Large doses of iodine can result in hyperthyroidism. Toxic multinodular goiter is caused by iodine deprivation followed by iodine repletion. The jodbasedow phenomenon refers to thyrotoxicosis in a previously euthyroid patient as a result of exposure to iodine. It typically occurs in areas of endemic iodine deficiency when measures to increase iodine intake are implemented.

Lithium has several effects on intra-thyroidal iodine metabolism, one of which is to inhibit hormone release.

Glucocorticoids causes a decrease in serum thyroid hormone levels due to inhibition of TSH secretion and decreased binding of T4 to TBG. Serum T3 is also decreased, in part because of inhibition of the conversion of T4 to T3. A direct inhibitory action of glucocorticoids on the thyroid may occur in Graves' disease, possibly by inhibition of thyroid-stimulating immunoglobulins. Dexamethasone, in conjunction with iodide, can effect a rapid reduction in the degree of thyrotoxicosis.

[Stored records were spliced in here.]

// This Source Code Form is subject to the terms of the Mozilla Public
// License, v. 2.0. If a copy of the MPL was not distributed with this
// file, You can obtain one at http://mozilla.org/MPL/2.0/.

//! Put irregularly-sampled visibilities onto a regular Fourier grid.
//!
//! Two grids are made at the same time: the visibility grid (weight * kernel
//! * visibility) and the sampling grid (weight * kernel alone). The inverse
//! transform of the latter is the point-spread function.

mod kernel;

pub use kernel::{Kernel, KernelTable, KernelType};

use std::f64::consts::LN_2;

use log::{debug, trace};
use ndarray::prelude::*;
use serde::{Deserialize, Serialize};
use strum_macros::{Display, EnumIter, EnumString};

use crate::{
    c64,
    constants::GRID_CORRECTION_FLOOR,
    math::{blackman, hann},
    params::{ConfigError, GridParams},
    vis::VisibilityTable,
};

/// How visibility weights are modified before gridding.
#[derive(
    Debug,
    Clone,
    Copy,
    Default,
    PartialEq,
    Eq,
    Display,
    EnumIter,
    EnumString,
    Serialize,
    Deserialize,
)]
#[serde(rename_all = "lowercase")]
pub enum Weighting {
    /// Use the weights as they are.
    #[default]
    #[strum(serialize = "natural")]
    Natural,

    /// Divide each weight by the total weight falling into its nearest cell.
    /// This flattens the sampling function at the cost of sensitivity.
    #[strum(serialize = "uniform")]
    Uniform,
}

/// The names of the uv tapers.
#[derive(Debug, Clone, Copy, PartialEq, Eq, Display, EnumIter, EnumString)]
pub enum UvTaperType {
    #[strum(serialize = "none")]
    None,

    #[strum(serialize = "gaussian")]
    Gaussian,

    #[strum(serialize = "hann")]
    Hann,

    #[strum(serialize = "blackman")]
    Blackman,
}

/// A radial taper applied to visibility weights.
#[derive(Debug, Clone, Copy, Default, PartialEq, Serialize, Deserialize)]
#[serde(tag = "type", rename_all = "lowercase")]
pub enum UvTaper {
    #[default]
    None,

    /// A Gaussian with this FWHM \[inverse angle\].
    Gaussian { fwhm: f64 },

    /// A Hann window reaching zero at the Nyquist limit.
    Hann,

    /// A Blackman window reaching zero at the Nyquist limit.
    Blackman,
}

impl UvTaper {
    /// The multiplicative weight factor at (u, v). `uv_max` is the radius at
    /// which windows reach zero.
    pub fn factor(&self, u: f64, v: f64, uv_max: f64) -> f64 {
        let r = u.hypot(v);
        match *self {
            UvTaper::None => 1.0,
            UvTaper::Gaussian { fwhm } => (-4.0 * LN_2 * (r / fwhm).powi(2)).exp(),
            UvTaper::Hann => hann(r / uv_max),
            UvTaper::Blackman => blackman(r / uv_max),
        }
    }

    pub(crate) fn validate(&self) -> Result<(), ConfigError> {
        if let UvTaper::Gaussian { fwhm } = *self {
            if !(fwhm.is_finite() && fwhm > 0.0) {
                return Err(ConfigError::TaperFwhm(fwhm));
            }
        }
        Ok(())
    }
}

/// Book-keeping from a gridding run.
#[derive(Debug, Clone, Default, PartialEq, Serialize)]
pub struct GriddingDiagnostics {
    /// The number of visibilities put on the grid.
    pub num_gridded: usize,

    /// The number of flagged visibilities (ignored).
    pub num_flagged: usize,

    /// The number of visibilities beyond the grid's Nyquist limit in u or v
    /// (dropped).
    pub num_out_of_grid: usize,

    /// The sum of the sampling grid, i.e. the total of weight * kernel over
    /// all gridded visibilities.
    pub total_weight: f64,

    /// True if nothing was gridded; the grids are all zero.
    pub empty: bool,

    /// True once the grids have been divided by `total_weight`.
    pub normalised: bool,

    /// True if normalisation was requested but the total weight was zero.
    pub normalisation_skipped: bool,
}

/// Gridded visibilities and the sampling function.
#[derive(Debug, Clone)]
pub struct Gridded {
    pub vis_grid: Array2<c64>,
    pub sampling_grid: Array2<c64>,

    /// The same visibilities put into their nearest cells only, with the
    /// same weights. These are never normalised. With
    /// [`Kernel::Nearest`] they equal the other grids before normalisation.
    pub cell_vis_grid: Array2<c64>,

    /// The total weight in each cell of `cell_vis_grid`.
    pub cell_weights: Array2<f64>,

    pub diagnostics: GriddingDiagnostics,
}

impl Gridded {
    /// Divide both grids by the total gridded weight. If that weight is zero,
    /// nothing is done and this is recorded in the diagnostics.
    pub fn normalise(&mut self) {
        if self.diagnostics.normalised {
            return;
        }
        let total = self.diagnostics.total_weight;
        if total > 0.0 {
            self.vis_grid.mapv_inplace(|v| v / total);
            self.sampling_grid.mapv_inplace(|v| v / total);
            self.diagnostics.normalised = true;
        } else {
            debug!("Not normalising grids; the total weight is zero");
            self.diagnostics.normalisation_skipped = true;
        }
    }
}

/// The fractional grid position of a (u, v) and its nearest cell.
struct GridPosition {
    row_f: f64,
    col_f: f64,
    row: usize,
    col: usize,
}

/// Where (u, v) lands on the grid, or `None` if either coordinate is beyond
/// the Nyquist limit. The grid is periodic: the cell nearest +Nyquist is the
/// one at -Nyquist.
fn grid_position(u: f64, v: f64, params: &GridParams) -> Option<GridPosition> {
    let g = &params.geometry;
    // Allow for rounding in coordinates that are whole numbers of cells.
    let limit = g.nyquist_uv() * (1.0 + 1e-9);
    if !(u.abs() <= limit && v.abs() <= limit) {
        return None;
    }
    let (ref_r, ref_c) = g.reference_pixel();
    let row_f = v / g.cell_size_v() + ref_r as f64;
    let col_f = u / g.cell_size_u() + ref_c as f64;
    Some(GridPosition {
        row_f,
        col_f,
        row: wrap(row_f.round() as isize, g.rows),
        col: wrap(col_f.round() as isize, g.cols),
    })
}

fn wrap(i: isize, n: usize) -> usize {
    i.rem_euclid(n as isize) as usize
}

/// The (unwrapped) cells within `support` of the fractional position `x`.
fn tap_range(x: f64, support: f64) -> std::ops::RangeInclusive<isize> {
    (x - support).ceil() as isize..=(x + support).floor() as isize
}

/// Grid the unflagged visibilities of `table`.
///
/// Visibilities beyond the Nyquist limit are dropped and counted. If no
/// visibility ends up on the grid, all-zero grids are returned and the
/// diagnostics say so. Kernel taps that fall off one edge of the grid wrap
/// onto the other. The grids are not normalised; see [`Gridded::normalise`].
pub fn grid(table: &VisibilityTable, params: &GridParams) -> Result<Gridded, ConfigError> {
    grid_samples(table, params, false)
}

/// Like [`grid`], but each visibility is also gridded at (-u, -v) with its
/// complex conjugate, making the dirty image real. The diagnostics only count
/// the visibilities of `table`; a visibility and its partner are either both
/// on the grid or both off it.
pub fn grid_with_conjugates(
    table: &VisibilityTable,
    params: &GridParams,
) -> Result<Gridded, ConfigError> {
    grid_samples(table, params, true)
}

fn grid_samples(
    table: &VisibilityTable,
    params: &GridParams,
    conjugates: bool,
) -> Result<Gridded, ConfigError> {
    params.validate()?;
    let g = &params.geometry;
    let uv_max = g.nyquist_uv();

    // Uniform weighting needs the weight density on the grid first.
    let density = match params.weighting {
        Weighting::Natural => None,
        Weighting::Uniform => {
            let mut density = Array2::<f64>::zeros(g.shape());
            for vis in table.unflagged() {
                if let Some(pos) = grid_position(vis.u, vis.v, params) {
                    density[(pos.row, pos.col)] += vis.weight;
                    if conjugates {
                        if let Some(pos) = grid_position(-vis.u, -vis.v, params) {
                            density[(pos.row, pos.col)] += vis.weight;
                        }
                    }
                }
            }
            Some(density)
        }
    };

    let mut grids = Grids {
        table_k: KernelTable::new(params.kernel, params.oversample),
        vis_grid: Array2::zeros(g.shape()),
        sampling_grid: Array2::zeros(g.shape()),
        cell_vis_grid: Array2::zeros(g.shape()),
        cell_weights: Array2::zeros(g.shape()),
    };
    let mut diagnostics = GriddingDiagnostics::default();

    for vis in table.iter() {
        if vis.flagged {
            diagnostics.num_flagged += 1;
            continue;
        }
        let pos = match grid_position(vis.u, vis.v, params) {
            Some(pos) => pos,
            None => {
                trace!("Visibility at ({}, {}) is off the grid", vis.u, vis.v);
                diagnostics.num_out_of_grid += 1;
                continue;
            }
        };
        diagnostics.num_gridded += 1;

        let weight = vis.weight * params.taper.factor(vis.u, vis.v, uv_max);
        grids.deposit(&pos, vis.vis, weight, density.as_ref());
        if conjugates {
            if let Some(pos) = grid_position(-vis.u, -vis.v, params) {
                grids.deposit(&pos, vis.vis.conj(), weight, density.as_ref());
            }
        }
    }

    diagnostics.total_weight = grids.sampling_grid.iter().map(|s| s.re).sum();
    diagnostics.empty = diagnostics.num_gridded == 0;
    debug!(
        "Gridded {} visibilities ({} flagged, {} off the grid); total weight {:.6e}",
        diagnostics.num_gridded,
        diagnostics.num_flagged,
        diagnostics.num_out_of_grid,
        diagnostics.total_weight
    );

    Ok(Gridded {
        vis_grid: grids.vis_grid,
        sampling_grid: grids.sampling_grid,
        cell_vis_grid: grids.cell_vis_grid,
        cell_weights: grids.cell_weights,
        diagnostics,
    })
}

/// The grids being filled by [`grid_samples`].
struct Grids {
    table_k: KernelTable,
    vis_grid: Array2<c64>,
    sampling_grid: Array2<c64>,
    cell_vis_grid: Array2<c64>,
    cell_weights: Array2<f64>,
}

impl Grids {
    fn deposit(
        &mut self,
        pos: &GridPosition,
        vis: c64,
        mut weight: f64,
        density: Option<&Array2<f64>>,
    ) {
        let cell = (pos.row, pos.col);
        if let Some(density) = density {
            let d = density[cell];
            if d > 0.0 {
                weight /= d;
            }
        }
        self.cell_vis_grid[cell] += vis * weight;
        self.cell_weights[cell] += weight;

        let kernel = self.table_k.kernel();
        if let Kernel::Nearest = kernel {
            self.vis_grid[cell] += vis * weight;
            self.sampling_grid[cell] += weight;
            return;
        }

        let (rows, cols) = self.vis_grid.dim();
        let support = kernel.support();
        for r in tap_range(pos.row_f, support) {
            let kv = self.table_k.lookup(r as f64 - pos.row_f);
            if kv == 0.0 {
                continue;
            }
            let r = wrap(r, rows);
            for c in tap_range(pos.col_f, support) {
                let k = kv * self.table_k.lookup(c as f64 - pos.col_f);
                if k == 0.0 {
                    continue;
                }
                let w = weight * k;
                let c = wrap(c, cols);
                self.vis_grid[(r, c)] += vis * w;
                self.sampling_grid[(r, c)] += w;
            }
        }
    }
}

/// The separable image-plane correction for gridding with `params`' kernel,
/// as a (rows, cols) array. Dirty images should be divided by this. Values
/// are floored at [`GRID_CORRECTION_FLOOR`] so the division can't blow up.
pub fn grid_correction(params: &GridParams) -> Array2<f64> {
    let table_k = KernelTable::new(params.kernel, params.oversample);
    let g = &params.geometry;
    let corr_r = table_k.grid_correction(g.rows);
    let corr_c = table_k.grid_correction(g.cols);
    Array2::from_shape_fn(g.shape(), |(r, c)| {
        (corr_r[r] * corr_c[c]).max(GRID_CORRECTION_FLOOR)
    })
}

/// Look up the model visibility at each visibility's position on `grid`
/// (nearest cell). Off-grid visibilities give `None`. This is the inverse of
/// nearest-cell gridding; it's handy for comparing a model with data.
pub fn degrid_nearest(
    grid: ArrayView2<c64>,
    table: &VisibilityTable,
    params: &GridParams,
) -> Vec<Option<c64>> {
    table
        .iter()
        .map(|vis| grid_position(vis.u, vis.v, params).map(|pos| grid[(pos.row, pos.col)]))
        .collect()
}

Other causes are rare and include TSH-secreting, pituitary tumors, surreptitious ingestion of T4 or T3, and functioning trophoblastic tumors.

Risk factors for hyperthyroidism include: Positive family history; Female sex; and Other autoimmune disorders.

Conventional Labs

Standard lab tests include measurements of T3, T4, Free thyroxine index (FTI) and TSH Many drugs can alter lab results, including: Anabolic steroids, Androgens, Estrogens, Heparin, Iodine containing compounds, Phenytoin, Rifampin, Salicylates, and Thyroxine.

High titers of antithyroid peroxidase (anti-TPO or antimicrosomal) antibodies or antithyroglobulin antibodies are found in the serum of most patients with Hashimoto's disease and in many with primary thyroprivic hypothyroidism or Graves' disease.

Diagnostic imaging using radioiodine (radioactive iodine uptake or RAIU) can differentiate between GraveÕs disease and toxic multinodular goiter.